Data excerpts
......
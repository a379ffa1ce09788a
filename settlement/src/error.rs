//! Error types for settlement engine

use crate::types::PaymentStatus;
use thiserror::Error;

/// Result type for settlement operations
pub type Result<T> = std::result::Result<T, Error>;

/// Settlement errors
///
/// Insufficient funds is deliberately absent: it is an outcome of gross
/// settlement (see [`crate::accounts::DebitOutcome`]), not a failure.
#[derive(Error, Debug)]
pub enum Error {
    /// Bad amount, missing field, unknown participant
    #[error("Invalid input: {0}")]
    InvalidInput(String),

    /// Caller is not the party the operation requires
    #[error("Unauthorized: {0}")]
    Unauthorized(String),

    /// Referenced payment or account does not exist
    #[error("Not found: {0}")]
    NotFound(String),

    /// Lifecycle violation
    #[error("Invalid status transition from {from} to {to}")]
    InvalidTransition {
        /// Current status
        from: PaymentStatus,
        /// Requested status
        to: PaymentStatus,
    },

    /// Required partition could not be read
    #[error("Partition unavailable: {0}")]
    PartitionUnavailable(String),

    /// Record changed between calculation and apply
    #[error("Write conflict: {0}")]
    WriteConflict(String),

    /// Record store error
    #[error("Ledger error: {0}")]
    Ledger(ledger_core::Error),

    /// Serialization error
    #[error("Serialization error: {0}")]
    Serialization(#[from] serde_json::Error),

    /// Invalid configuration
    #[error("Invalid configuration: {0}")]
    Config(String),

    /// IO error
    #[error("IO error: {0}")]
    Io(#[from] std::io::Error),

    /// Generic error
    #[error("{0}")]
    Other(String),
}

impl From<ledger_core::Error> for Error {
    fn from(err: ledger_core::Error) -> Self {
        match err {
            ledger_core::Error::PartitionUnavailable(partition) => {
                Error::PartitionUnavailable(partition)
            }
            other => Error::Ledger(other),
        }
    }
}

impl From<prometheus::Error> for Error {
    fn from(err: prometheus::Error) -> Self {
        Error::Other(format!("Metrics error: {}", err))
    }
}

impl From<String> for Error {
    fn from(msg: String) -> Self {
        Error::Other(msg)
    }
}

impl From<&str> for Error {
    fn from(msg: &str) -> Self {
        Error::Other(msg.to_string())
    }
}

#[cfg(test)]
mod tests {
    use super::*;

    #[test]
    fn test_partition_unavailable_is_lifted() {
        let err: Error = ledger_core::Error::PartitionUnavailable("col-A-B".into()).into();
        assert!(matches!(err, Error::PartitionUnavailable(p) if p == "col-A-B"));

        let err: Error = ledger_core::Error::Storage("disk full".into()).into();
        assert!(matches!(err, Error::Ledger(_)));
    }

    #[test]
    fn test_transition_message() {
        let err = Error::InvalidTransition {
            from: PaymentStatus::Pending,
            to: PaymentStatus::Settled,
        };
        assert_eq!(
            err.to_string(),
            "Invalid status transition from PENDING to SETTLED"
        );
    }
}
......
◆ WORK INSTRUCTIONS:
Word for word, write out the entries above again.

◆ ANSWER AREA:
repository a379ffa1ce09788a
filename settlement/src/error.rs
//! Error types for settlement engine

use crate::types::PaymentStatus;
use thiserror::Error;

/// Result type for settlement operations
pub type Result<T> = std::result::Result<T, Error>;

/// Settlement errors
///
/// Insufficient funds is deliberately absent: it is an outcome of gross
/// settlement (see [`crate::accounts::DebitOutcome`]), not a failure.
#[derive(Error, Debug)]
pub enum Error {
    /// Bad amount, missing field, unknown participant
    #[error("Invalid input: {0}")]
    InvalidInput(String),

    /// Caller is not the party the operation requires
    #[error("Unauthorized: {0}")]
    Unauthorized(String),

    /// Referenced payment or account does not exist
    #[error("Not found: {0}")]
    NotFound(String),

    /// Lifecycle violation
    #[error("Invalid status transition from {from} to {to}")]
    InvalidTransition {
        /// Current status
        from: PaymentStatus,
        /// Requested status
        to: PaymentStatus,
    },

    /// Required partition could not be read
    #[error("Partition unavailable: {0}")]
    PartitionUnavailable(String),

    /// Record changed between calculation and apply
    #[error("Write conflict: {0}")]
    WriteConflict(String),

    /// Record store error
    #[error("Ledger error: {0}")]
    Ledger(ledger_core::Error),

    /// Serialization error
    #[error("Serialization error: {0}")]
    Serialization(#[from] serde_json::Error),

    /// Invalid configuration
    #[error("Invalid configuration: {0}")]
    Config(String),

    /// IO error
    #[error("IO error: {0}")]
    Io(#[from] std::io::Error),

    /// Generic error
    #[error("{0}")]
    Other(String),
}

impl From<ledger_core::Error> for Error {
    fn from(err: ledger_core::Error) -> Self {
        match err {
            ledger_core::Error::PartitionUnavailable(partition) => {
                Error::PartitionUnavailable(partition)
            }
            other => Error::Ledger(other),
        }
    }
}

impl From<prometheus::Error> for Error {
    fn from(err: prometheus::Error) -> Self {
        Error::Other(format!("Metrics error: {}", err))
    }
}

impl From<String> for Error {
    fn from(msg: String) -> Self {
        Error::Other(msg)
    }
}

impl From<&str> for Error {
    fn from(msg: &str) -> Self {
        Error::Other(msg.to_string())
    }
}

#[cfg(test)]
mod tests {
    use super::*;

    #[test]
    fn test_partition_unavailable_is_lifted() {
        let err: Error = ledger_core::Error::PartitionUnavailable("col-A-B".into()).into();
        assert!(matches!(err, Error::PartitionUnavailable(p) if p == "col-A-B"));

        let err: Error = ledger_core::Error::Storage("disk full".into()).into();
        assert!(matches!(err, Error::Ledger(_)));
    }

    #[test]
    fn test_transition_message() {
        let err = Error::InvalidTransition {
            from: PaymentStatus::Pending,
            to: PaymentStatus::Settled,
        };
        assert_eq!(
            err.to_string(),
            "Invalid status transition from PENDING to SETTLED"
        );
    }
}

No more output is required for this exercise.